The answer is the set of lines that include "pool", copied from the data below.

Stored data:
*** Begin section ***

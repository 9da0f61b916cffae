//! Store configuration
//!
//! Loaded from a JSON file. Only `data_dir` is required; every other field
//! has a default. `validate()` runs on every load.

use std::fs;
use std::path::{Path, PathBuf};

use serde::{Deserialize, Serialize};
use thiserror::Error;

use crate::observability::Severity;
use crate::store::DEFAULT_SEGMENT_SIZE;

/// Result type for configuration loading
pub type ConfigResult<T> = Result<T, ConfigError>;

/// Configuration errors
#[derive(Debug, Error)]
pub enum ConfigError {
    #[error("Failed to read config {path}: {source}")]
    Read {
        path: PathBuf,
        #[source]
        source: std::io::Error,
    },

    #[error("Failed to write config {path}: {source}")]
    Write {
        path: PathBuf,
        #[source]
        source: std::io::Error,
    },

    #[error("Invalid config JSON: {0}")]
    Parse(#[from] serde_json::Error),

    #[error("Invalid config: {0}")]
    Invalid(String),
}

/// Configuration file structure
#[derive(Debug, Clone, PartialEq, Eq, Serialize, Deserialize)]
pub struct Config {
    /// Data directory (required)
    pub data_dir: PathBuf,

    /// Slots per segment file (default 12,800)
    #[serde(default = "default_segment_size")]
    pub segment_size: usize,

    /// Capacity of the nid → UUID cache; 0 disables it (default 10,000)
    #[serde(default = "default_reverse_cache_capacity")]
    pub reverse_cache_capacity: usize,

    /// Recent resolutions remembered per thread (default 32)
    #[serde(default = "default_thread_cache_capacity")]
    pub thread_cache_capacity: usize,

    /// Worker pool threads (default: available parallelism)
    #[serde(default = "default_worker_threads")]
    pub worker_threads: usize,

    /// Write tasks allowed in flight at once (default 64)
    #[serde(default = "default_max_inflight_writes")]
    pub max_inflight_writes: usize,

    /// How long shutdown waits for the worker pool (default 30s)
    #[serde(default = "default_shutdown_timeout_ms")]
    pub shutdown_timeout_ms: u64,

    /// Minimum logged severity (default "INFO")
    #[serde(default = "default_log_level")]
    pub log_level: String,
}

fn default_segment_size() -> usize {
    DEFAULT_SEGMENT_SIZE
}
fn default_reverse_cache_capacity() -> usize {
    10_000
}
fn default_thread_cache_capacity() -> usize {
    32
}
fn default_worker_threads() -> usize {
    std::thread::available_parallelism().map_or(4, |n| n.get())
}
fn default_max_inflight_writes() -> usize {
    64
}
fn default_shutdown_timeout_ms() -> u64 {
    30_000
}
fn default_log_level() -> String {
    "INFO".to_string()
}

impl Config {
    /// Default configuration rooted at `data_dir`.
    pub fn for_data_dir(data_dir: impl Into<PathBuf>) -> Self {
        Self {
            data_dir: data_dir.into(),
            segment_size: default_segment_size(),
            reverse_cache_capacity: default_reverse_cache_capacity(),
            thread_cache_capacity: default_thread_cache_capacity(),
            worker_threads: default_worker_threads(),
            max_inflight_writes: default_max_inflight_writes(),
            shutdown_timeout_ms: default_shutdown_timeout_ms(),
            log_level: default_log_level(),
        }
    }

    /// Load configuration from file
    pub fn load(path: &Path) -> ConfigResult<Self> {
        let content = fs::read_to_string(path).map_err(|source| ConfigError::Read {
            path: path.to_path_buf(),
            source,
        })?;
        let config: Config = serde_json::from_str(&content)?;
        config.validate()?;
        Ok(config)
    }

    /// Writes the configuration as pretty JSON.
    pub fn save(&self, path: &Path) -> ConfigResult<()> {
        let json = serde_json::to_string_pretty(self)?;
        fs::write(path, json).map_err(|source| ConfigError::Write {
            path: path.to_path_buf(),
            source,
        })
    }

    pub fn validate(&self) -> ConfigResult<()> {
        if self.data_dir.as_os_str().is_empty() {
            return Err(ConfigError::Invalid("data_dir must not be empty".into()));
        }
        if self.segment_size == 0 {
            return Err(ConfigError::Invalid("segment_size must be > 0".into()));
        }
        if self.segment_size > i32::MAX as usize {
            return Err(ConfigError::Invalid(format!(
                "segment_size {} does not fit the segment header",
                self.segment_size
            )));
        }
        if self.thread_cache_capacity == 0 {
            return Err(ConfigError::Invalid("thread_cache_capacity must be > 0".into()));
        }
        if self.worker_threads == 0 {
            return Err(ConfigError::Invalid("worker_threads must be > 0".into()));
        }
        if self.max_inflight_writes == 0 {
            return Err(ConfigError::Invalid("max_inflight_writes must be > 0".into()));
        }
        self.severity()?;
        Ok(())
    }

    /// The configured minimum log severity.
    pub fn severity(&self) -> ConfigResult<Severity> {
        Severity::parse(&self.log_level).ok_or_else(|| {
            ConfigError::Invalid(format!(
                "Invalid log_level: '{}'. Must be one of TRACE, INFO, WARN, ERROR, FATAL.",
                self.log_level
            ))
        })
    }

    pub fn data_path(&self) -> &Path {
        &self.data_dir
    }
}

*** End section ***

• **Worked solution**
    /// Worker pool threads (default: available parallelism)
    /// How long shutdown waits for the worker pool (default 30s)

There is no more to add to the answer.